Kroyter spoke about how close he was to giving up.
“I was one treatment away from retiring. I saw many doctors and spent a lot of money visiting all the experts.
I decided to try one more doctor abroad, because my coach asked me to give him a chance. I went there without any expectations. I went so I would know that I had done everything I could,” he said.
“It wasn’t that I suddenly decided that I wanted to retire. I experienced four years in which every time that I came close to jumping 2.20 m., I would suffer a thigh strain in my right leg, which would end my season.
I would do all the hard work, but it would all go down the drain when the business end of the season would arrive.”
While the doctors in Israel believed the thigh strains were originating from a nerve in his back, the expert in Germany discovered last March that Kroyter had a hidden scar on his thigh that was causing the strains every time his body reached a certain level of intensity.
He underwent three days of treatment in Germany and hasn’t been troubled by the problem since.
“I didn’t think this year would end like this. I hoped to record a comeback, and I knew I could win a medal at the U23 championships, but anything beyond that is a bonus, which gives me a lot of motivation for next year,” he said.
“All the changes I made this year are clearly working and all that is left to do is to continue with this formula in the coming years. I’m still a long way from my peak. I believe that five years of hard work can bring me to my peak at the 2020 Olympics.”
A lot has changed since Kroyter was a teen sensation that took Israeli athletics by storm. However, the prodigious talent is still there, and at just 22 years of age, time is still on his side.
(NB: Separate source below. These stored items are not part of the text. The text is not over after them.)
//! # devhubd — devhub daemon
//!
//! Composition root that wires all adapters together and starts the server.
//!
//! ## Responsibilities
//! - Load configuration (config file, env vars)
//! - Initialise logging
//! - Open the `SQLite` registry and run migrations
//! - Build the upstream HTTP clients
//! - Construct application services, injecting adapters via port traits
//! - Build the axum router, injecting application services
//! - Bind to a TCP port and serve
//! - Handle graceful shutdown (SIGTERM/SIGINT), then close the registry
//!
//! ## Dependency rule
//! This is the **only** crate that depends on all other crates.
//! It is the wiring layer — no domain logic belongs here.

mod config;

use devhub_adapter_http_axum::state::AppState;
use devhub_adapter_storage_sqlite_sqlx::Config as StorageConfig;
use devhub_adapter_upstream_reqwest::Upstream;
use devhub_app::command_adapter::AdapterSet;
use devhub_app::services::{CommandRouter, DeviceService, Enricher, TelemetryEmitter};
use tracing_subscriber::EnvFilter;

use crate::config::Config;

#[tokio::main]
async fn main() -> Result<(), Box<dyn std::error::Error>> {
    let config = Config::load()?;

    tracing_subscriber::fmt()
        .with_env_filter(EnvFilter::new(&config.logging.filter))
        .init();

    // Registry
    let db = StorageConfig {
        database_url: config.database_url().to_string(),
    }
    .build()
    .await?;
    let device_repo = db.device_repository();

    // Upstream clients
    let Upstream {
        light,
        temperature,
        telemetry,
    } = config.upstream.build()?;

    // Services
    let device_service = DeviceService::new(
        device_repo.clone(),
        Enricher::new(light.clone(), temperature.clone()),
        TelemetryEmitter::new(telemetry.clone()),
    );
    let command_router = CommandRouter::new(
        device_repo,
        AdapterSet::new(light, temperature),
        TelemetryEmitter::new(telemetry),
    );

    // HTTP
    let state = AppState::new(device_service, command_router);
    let app = devhub_adapter_http_axum::router::build(state);

    let listener = tokio::net::TcpListener::bind(config.bind_addr()).await?;
    tracing::info!(addr = %listener.local_addr()?, "devhubd listening");

    let served = axum::serve(listener, app)
        .with_graceful_shutdown(shutdown_signal())
        .await;

    db.close().await;
    tracing::info!("registry closed, bye");

    served?;
    Ok(())
}

/// Resolve once SIGINT or SIGTERM is received.
async fn shutdown_signal() {
    let ctrl_c = async {
        if let Err(err) = tokio::signal::ctrl_c().await {
            tracing::error!(error = %err, "failed to listen for ctrl-c");
            std::future::pending::<()>().await;
        }
    };

    #[cfg(unix)]
    let terminate = async {
        match tokio::signal::unix::signal(tokio::signal::unix::SignalKind::terminate()) {
            Ok(mut signal) => {
                signal.recv().await;
            }
            Err(err) => {
                tracing::error!(error = %err, "failed to listen for SIGTERM");
                std::future::pending::<()>().await;
            }
        }
    };

    #[cfg(not(unix))]
    let terminate = std::future::pending::<()>();

    tokio::select! {
        () = ctrl_c => {},
        () = terminate => {},
    }
    tracing::info!("shutdown requested");
}
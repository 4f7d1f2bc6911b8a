//! Shared application state for axum handlers.

use std::sync::Arc;

use devhub_app::ports::{DeviceRepository, LightService, TelemetrySink, TemperatureService};
use devhub_app::services::{CommandRouter, DeviceService};

/// Application state shared across all axum handlers.
///
/// Generic over the registry, the two upstream services and the telemetry
/// sink to avoid dynamic dispatch. `Clone` is implemented manually so the
/// underlying types themselves do not need to be `Clone` — only the `Arc`
/// wrappers are cloned.
pub struct AppState<R, L, T, S> {
    /// Registry use-cases with enrichment.
    pub device_service: Arc<DeviceService<R, L, T, S>>,
    /// Command validation and dispatch.
    pub command_router: Arc<CommandRouter<R, L, T, S>>,
}

impl<R, L, T, S> Clone for AppState<R, L, T, S> {
    fn clone(&self) -> Self {
        Self {
            device_service: Arc::clone(&self.device_service),
            command_router: Arc::clone(&self.command_router),
        }
    }
}

impl<R, L, T, S> AppState<R, L, T, S>
where
    R: DeviceRepository + Send + Sync + 'static,
    L: LightService + Send + Sync + 'static,
    T: TemperatureService + Send + Sync + 'static,
    S: TelemetrySink + Send + Sync + 'static,
{
    /// Create a new application state from service instances.
    pub fn new(
        device_service: DeviceService<R, L, T, S>,
        command_router: CommandRouter<R, L, T, S>,
    ) -> Self {
        Self {
            device_service: Arc::new(device_service),
            command_router: Arc::new(command_router),
        }
    }
}
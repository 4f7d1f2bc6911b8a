//! Upstream adapter set — one adapter per device family.
//!
//! Each adapter translates a generic [`Command`] into its family's upstream
//! call and reports the result as an [`Ack`] or a [`DevHubError`]:
//!
//! | Family | Adapter | Actions |
//! |--------|---------|---------|
//! | `light` | [`LightAdapter`] | `turn_on`, `set_brightness`, `set_color` |
//! | `thermostat` | [`ThermostatAdapter`] | `set_temperature` |
//! | anything else | [`GenericAdapter`] | any action, accepted as a no-op |
//!
//! Selection is a single lookup ([`AdapterKind::for_device_type`]) over a
//! closed set of variants held by [`AdapterSet`].

mod generic;
mod light;
mod thermostat;

use std::future::Future;

pub use generic::GenericAdapter;
pub use light::LightAdapter;
pub use thermostat::ThermostatAdapter;

use devhub_domain::command::{Ack, Command};
use devhub_domain::device::DeviceType;
use devhub_domain::error::DevHubError;
use devhub_domain::id::DeviceId;

use crate::ports::{LightService, TemperatureService};

/// Contract shared by every family adapter.
pub trait CommandAdapter {
    /// Adapter name, reported in [`Ack::adapter`].
    const NAME: &'static str;

    /// Translate and forward `command` to the family's upstream service.
    ///
    /// Exactly one upstream call is attempted; nothing is retried.
    fn execute(
        &self,
        device_id: DeviceId,
        command: &Command,
    ) -> impl Future<Output = Result<Ack, DevHubError>> + Send;
}

/// Which adapter handles a device type.
#[derive(Debug, Clone, Copy, PartialEq, Eq)]
pub enum AdapterKind {
    Light,
    Thermostat,
    Generic,
}

impl AdapterKind {
    /// Look up the adapter for `device_type`, falling back to
    /// [`Generic`](Self::Generic) for types without a dedicated integration.
    #[must_use]
    pub fn for_device_type(device_type: &DeviceType) -> Self {
        match device_type {
            DeviceType::Light => Self::Light,
            DeviceType::Thermostat => Self::Thermostat,
            DeviceType::Other(_) => Self::Generic,
        }
    }

    #[must_use]
    pub fn name(self) -> &'static str {
        match self {
            Self::Light => "light",
            Self::Thermostat => "thermostat",
            Self::Generic => GenericAdapter::NAME,
        }
    }
}

/// The closed set of family adapters.
pub struct AdapterSet<L, T> {
    light: LightAdapter<L>,
    thermostat: ThermostatAdapter<T>,
    generic: GenericAdapter,
}

impl<L, T> AdapterSet<L, T>
where
    L: LightService + Send + Sync,
    T: TemperatureService + Send + Sync,
{
    /// Build the set from the upstream services it talks to.
    pub fn new(light_service: L, temperature_service: T) -> Self {
        Self {
            light: LightAdapter::new(light_service),
            thermostat: ThermostatAdapter::new(temperature_service),
            generic: GenericAdapter,
        }
    }

    /// Run `command` through the adapter selected by `kind`.
    ///
    /// # Errors
    ///
    /// Propagates the selected adapter's error unchanged.
    pub async fn execute(
        &self,
        kind: AdapterKind,
        device_id: DeviceId,
        command: &Command,
    ) -> Result<Ack, DevHubError> {
        tracing::debug!(adapter = kind.name(), %device_id, "dispatching command");
        match kind {
            AdapterKind::Light => self.light.execute(device_id, command).await,
            AdapterKind::Thermostat => self.thermostat.execute(device_id, command).await,
            AdapterKind::Generic => self.generic.execute(device_id, command).await,
        }
    }
}
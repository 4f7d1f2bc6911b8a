//! `SQLite` connection pool setup and migration runner.

use std::str::FromStr;
use std::time::Duration;

use sqlx::SqlitePool;
use sqlx::sqlite::{SqliteConnectOptions, SqliteJournalMode};

use crate::device_repo::SqliteDeviceRepository;
use crate::error::StorageError;

/// How long a writer waits for the registry lock before giving up.
const BUSY_TIMEOUT: Duration = Duration::from_secs(5);

/// Configuration for the `SQLite` registry.
pub struct Config {
    /// `SQLite` connection URL (e.g. `sqlite:devhub.db?mode=rwc` or `sqlite::memory:`).
    pub database_url: String,
}

impl Config {
    /// Build a [`Database`] from this configuration.
    ///
    /// Creates the connection pool, creates the database file if missing,
    /// and runs all pending migrations.
    ///
    /// # Errors
    ///
    /// Returns [`StorageError`] if the connection or migrations fail.
    pub async fn build(self) -> Result<Database, StorageError> {
        Database::initialize(&self.database_url).await
    }
}

/// Holds the `SQLite` connection pool and provides access to it.
pub struct Database {
    pool: SqlitePool,
}

impl Database {
    async fn initialize(database_url: &str) -> Result<Self, StorageError> {
        let options = SqliteConnectOptions::from_str(database_url)?
            .create_if_missing(true)
            .journal_mode(SqliteJournalMode::Wal)
            .busy_timeout(BUSY_TIMEOUT);

        let pool = SqlitePool::connect_with(options).await?;

        sqlx::migrate!("./migrations").run(&pool).await?;
        tracing::debug!("registry migrations applied");

        Ok(Self { pool })
    }

    /// Borrow the underlying connection pool.
    #[must_use]
    pub fn pool(&self) -> &SqlitePool {
        &self.pool
    }

    /// A device repository sharing this pool.
    #[must_use]
    pub fn device_repository(&self) -> SqliteDeviceRepository {
        SqliteDeviceRepository::new(self.pool.clone())
    }

    /// Close every pooled connection, waiting for in-flight queries.
    pub async fn close(&self) {
        self.pool.close().await;
    }
}
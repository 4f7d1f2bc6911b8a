//! HTTP client for telemetry ingestion.

use std::time::Duration;

use devhub_app::ports::TelemetrySink;
use devhub_domain::error::DevHubError;
use devhub_domain::telemetry::TelemetryEvent;

use crate::endpoint::Endpoint;

/// [`TelemetrySink`] posting each event to `{base}/telemetry`.
#[derive(Debug, Clone)]
pub struct HttpTelemetrySink {
    endpoint: Endpoint,
    timeout: Duration,
}

impl HttpTelemetrySink {
    pub const SERVICE: &'static str = "telemetry-service";

    pub(crate) fn new(endpoint: Endpoint, timeout: Duration) -> Self {
        Self { endpoint, timeout }
    }
}

impl TelemetrySink for HttpTelemetrySink {
    async fn send(&self, event: TelemetryEvent) -> Result<(), DevHubError> {
        let request = self.endpoint.post("/telemetry", self.timeout).json(&event);
        self.endpoint.send(request).await?;
        Ok(())
    }
}
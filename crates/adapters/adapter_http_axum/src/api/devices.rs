//! JSON REST handlers for devices.

use std::str::FromStr;

use axum::Json;
use axum::extract::rejection::JsonRejection;
use axum::extract::{Path, Query, State};
use axum::http::StatusCode;
use axum::response::{IntoResponse, Response};
use serde::{Deserialize, Serialize};
use serde_json::json;

use devhub_app::ports::{DeviceRepository, LightService, TelemetrySink, TemperatureService};
use devhub_domain::command::{Command, CommandOutcome};
use devhub_domain::device::{Device, DeviceFilter, DevicePatch, DeviceType};
use devhub_domain::enrichment::EnrichedDevice;
use devhub_domain::error::{DevHubError, NotFoundError};
use devhub_domain::id::DeviceId;

use super::Success;
use crate::error::ApiError;
use crate::state::AppState;

/// Request body for registering a device.
///
/// Missing fields are read as empty and rejected by validation, so every
/// malformed registration answers 400.
#[derive(Deserialize)]
pub struct CreateDeviceRequest {
    #[serde(default)]
    pub name: String,
    #[serde(default)]
    pub device_type: String,
    #[serde(default)]
    pub house_id: String,
    #[serde(default)]
    pub protocol: String,
    #[serde(default)]
    pub driver: String,
    pub location: Option<String>,
}

/// Query string accepted by the list endpoint.
#[derive(Debug, Default, Deserialize)]
pub struct ListParams {
    pub house_id: Option<String>,
    pub device_type: Option<String>,
}

impl From<ListParams> for DeviceFilter {
    fn from(params: ListParams) -> Self {
        Self {
            house_id: params.house_id.filter(|value| !value.is_empty()),
            device_type: params
                .device_type
                .filter(|value| !value.is_empty())
                .map(DeviceType::from),
        }
    }
}

#[derive(Serialize)]
pub struct DevicesData<D> {
    devices: Vec<D>,
}

#[derive(Serialize)]
pub struct DeviceData<D> {
    device: D,
}

/// Possible responses from the list endpoint.
pub enum ListResponse {
    Ok(Vec<EnrichedDevice>),
}

impl IntoResponse for ListResponse {
    fn into_response(self) -> Response {
        match self {
            Self::Ok(devices) => Success::json(DevicesData { devices }).into_response(),
        }
    }
}

/// Possible responses from the get endpoint.
pub enum GetResponse {
    Ok(EnrichedDevice),
}

impl IntoResponse for GetResponse {
    fn into_response(self) -> Response {
        match self {
            Self::Ok(device) => Success::json(DeviceData { device }).into_response(),
        }
    }
}

/// Possible responses from the create endpoint.
pub enum CreateResponse {
    Created(Device),
}

impl IntoResponse for CreateResponse {
    fn into_response(self) -> Response {
        match self {
            Self::Created(device) => {
                (StatusCode::CREATED, Success::json(DeviceData { device })).into_response()
            }
        }
    }
}

/// Possible responses from the update endpoint.
pub enum UpdateResponse {
    Ok(Device),
}

impl IntoResponse for UpdateResponse {
    fn into_response(self) -> Response {
        match self {
            Self::Ok(device) => Success::json(DeviceData { device }).into_response(),
        }
    }
}

/// Possible responses from the delete endpoint.
pub enum DeleteResponse {
    Deleted,
}

impl IntoResponse for DeleteResponse {
    fn into_response(self) -> Response {
        match self {
            Self::Deleted => Json(json!({"success": true})).into_response(),
        }
    }
}

/// Possible responses from the command endpoint.
pub enum CommandResponse {
    Accepted(CommandOutcome),
}

impl IntoResponse for CommandResponse {
    fn into_response(self) -> Response {
        match self {
            Self::Accepted(outcome) => Success::json(outcome).into_response(),
        }
    }
}

/// A path segment that is not a device id cannot name a device.
fn parse_id(id: &str) -> Result<DeviceId, ApiError> {
    DeviceId::from_str(id).map_err(|_| {
        ApiError::from(DevHubError::from(NotFoundError {
            entity: "Device",
            id: id.to_string(),
        }))
    })
}

/// `GET /devices`
pub async fn list<R, L, T, S>(
    State(state): State<AppState<R, L, T, S>>,
    Query(params): Query<ListParams>,
) -> Result<ListResponse, ApiError>
where
    R: DeviceRepository + Send + Sync + 'static,
    L: LightService + Send + Sync + 'static,
    T: TemperatureService + Send + Sync + 'static,
    S: TelemetrySink + Send + Sync + 'static,
{
    let devices = state.device_service.list_devices(params.into()).await?;
    Ok(ListResponse::Ok(devices))
}

/// `GET /devices/{id}`
pub async fn get<R, L, T, S>(
    State(state): State<AppState<R, L, T, S>>,
    Path(id): Path<String>,
) -> Result<GetResponse, ApiError>
where
    R: DeviceRepository + Send + Sync + 'static,
    L: LightService + Send + Sync + 'static,
    T: TemperatureService + Send + Sync + 'static,
    S: TelemetrySink + Send + Sync + 'static,
{
    let device_id = parse_id(&id)?;
    let device = state.device_service.get_device(device_id).await?;
    Ok(GetResponse::Ok(device))
}

/// `POST /devices`
pub async fn create<R, L, T, S>(
    State(state): State<AppState<R, L, T, S>>,
    payload: Result<Json<CreateDeviceRequest>, JsonRejection>,
) -> Result<CreateResponse, ApiError>
where
    R: DeviceRepository + Send + Sync + 'static,
    L: LightService + Send + Sync + 'static,
    T: TemperatureService + Send + Sync + 'static,
    S: TelemetrySink + Send + Sync + 'static,
{
    let Json(req) = payload?;

    let mut builder = Device::builder()
        .name(req.name)
        .device_type(req.device_type)
        .house_id(req.house_id)
        .protocol(req.protocol)
        .driver(req.driver);
    if let Some(location) = req.location {
        builder = builder.location(location);
    }

    let device = builder.build()?;
    let created = state.device_service.register_device(device).await?;
    Ok(CreateResponse::Created(created))
}

/// `PUT /devices/{id}`
pub async fn update<R, L, T, S>(
    State(state): State<AppState<R, L, T, S>>,
    Path(id): Path<String>,
    payload: Result<Json<DevicePatch>, JsonRejection>,
) -> Result<UpdateResponse, ApiError>
where
    R: DeviceRepository + Send + Sync + 'static,
    L: LightService + Send + Sync + 'static,
    T: TemperatureService + Send + Sync + 'static,
    S: TelemetrySink + Send + Sync + 'static,
{
    let device_id = parse_id(&id)?;
    let Json(patch) = payload?;
    let device = state.device_service.update_device(device_id, patch).await?;
    Ok(UpdateResponse::Ok(device))
}

/// `DELETE /devices/{id}`
pub async fn delete<R, L, T, S>(
    State(state): State<AppState<R, L, T, S>>,
    Path(id): Path<String>,
) -> Result<DeleteResponse, ApiError>
where
    R: DeviceRepository + Send + Sync + 'static,
    L: LightService + Send + Sync + 'static,
    T: TemperatureService + Send + Sync + 'static,
    S: TelemetrySink + Send + Sync + 'static,
{
    let device_id = parse_id(&id)?;
    state.device_service.delete_device(device_id).await?;
    Ok(DeleteResponse::Deleted)
}

/// `POST /devices/{id}/commands`
pub async fn command<R, L, T, S>(
    State(state): State<AppState<R, L, T, S>>,
    Path(id): Path<String>,
    payload: Result<Json<Command>, JsonRejection>,
) -> Result<CommandResponse, ApiError>
where
    R: DeviceRepository + Send + Sync + 'static,
    L: LightService + Send + Sync + 'static,
    T: TemperatureService + Send + Sync + 'static,
    S: TelemetrySink + Send + Sync + 'static,
{
    let device_id = parse_id(&id)?;
    let Json(command) = payload?;
    let outcome = state.command_router.dispatch(device_id, command).await?;
    Ok(CommandResponse::Accepted(outcome))
}
//! Command router — validates device state and dispatches a command to
//! the adapter for the device's family.

use serde_json::{Map, Value};

use devhub_domain::command::{Command, CommandOutcome};
use devhub_domain::error::{DevHubError, InvalidStateError, NotFoundError};
use devhub_domain::id::DeviceId;
use devhub_domain::telemetry::{COUNT_UNIT, metric};

use crate::command_adapter::{AdapterKind, AdapterSet};
use crate::ports::{DeviceRepository, LightService, TelemetrySink, TemperatureService};
use crate::services::telemetry::TelemetryEmitter;

/// Routes commands from clients to upstream services.
pub struct CommandRouter<R, L, T, S> {
    repo: R,
    adapters: AdapterSet<L, T>,
    telemetry: TelemetryEmitter<S>,
}

impl<R, L, T, S> CommandRouter<R, L, T, S>
where
    R: DeviceRepository + Send + Sync,
    L: LightService + Send + Sync,
    T: TemperatureService + Send + Sync,
    S: TelemetrySink + Send + Sync,
{
    pub fn new(repo: R, adapters: AdapterSet<L, T>, telemetry: TelemetryEmitter<S>) -> Self {
        Self {
            repo,
            adapters,
            telemetry,
        }
    }

    /// Validate and dispatch `command` to device `id`.
    ///
    /// The registry is only read. Exactly one upstream call is attempted
    /// and a `command_executed` event is emitted only after it succeeds.
    ///
    /// # Errors
    ///
    /// - [`DevHubError::NotFound`] when the device does not exist.
    /// - [`DevHubError::InvalidState`] when the device is not active; no
    ///   upstream call is made.
    /// - [`DevHubError::UnsupportedCommand`], [`DevHubError::ServiceUnavailable`]
    ///   or [`DevHubError::DispatchFailed`] from the selected adapter.
    #[tracing::instrument(skip(self, command), fields(action = %command.action))]
    pub async fn dispatch(
        &self,
        id: DeviceId,
        command: Command,
    ) -> Result<CommandOutcome, DevHubError> {
        let device = self
            .repo
            .get_by_id(id)
            .await?
            .ok_or_else(|| NotFoundError {
                entity: "Device",
                id: id.to_string(),
            })?;

        if !device.status.is_active() {
            return Err(InvalidStateError {
                device_id: id.to_string(),
                status: device.status.to_string(),
            }
            .into());
        }

        let kind = AdapterKind::for_device_type(&device.device_type);
        let ack = self.adapters.execute(kind, id, &command).await?;
        tracing::info!(adapter = ack.adapter, "command accepted upstream");

        self.telemetry
            .emit_metric(
                id,
                metric::COMMAND_EXECUTED,
                1.0,
                COUNT_UNIT,
                command_metadata(command),
            )
            .await;

        Ok(CommandOutcome::accepted())
    }
}

fn command_metadata(command: Command) -> Map<String, Value> {
    let mut metadata = Map::new();
    metadata.insert("action".to_string(), Value::String(command.action));
    metadata.insert("parameters".to_string(), Value::Object(command.parameters));
    metadata.insert("priority".to_string(), Value::String(command.priority));
    metadata
}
“I always liked the expectations. I liked being called a wonder boy. I was a trailblazer in Israeli athletics, and I hated that when I was injured, people looked at me forlornly,” he said.
“I’m certain that 2.29 m. is not the end for me. I want to break the Israeli record. I hope that in five years I will be able to reach Konstantin Matusevich’s national record and jump 2.37 m. However, the only thing I can guarantee is that 2.29 m. is not the end.”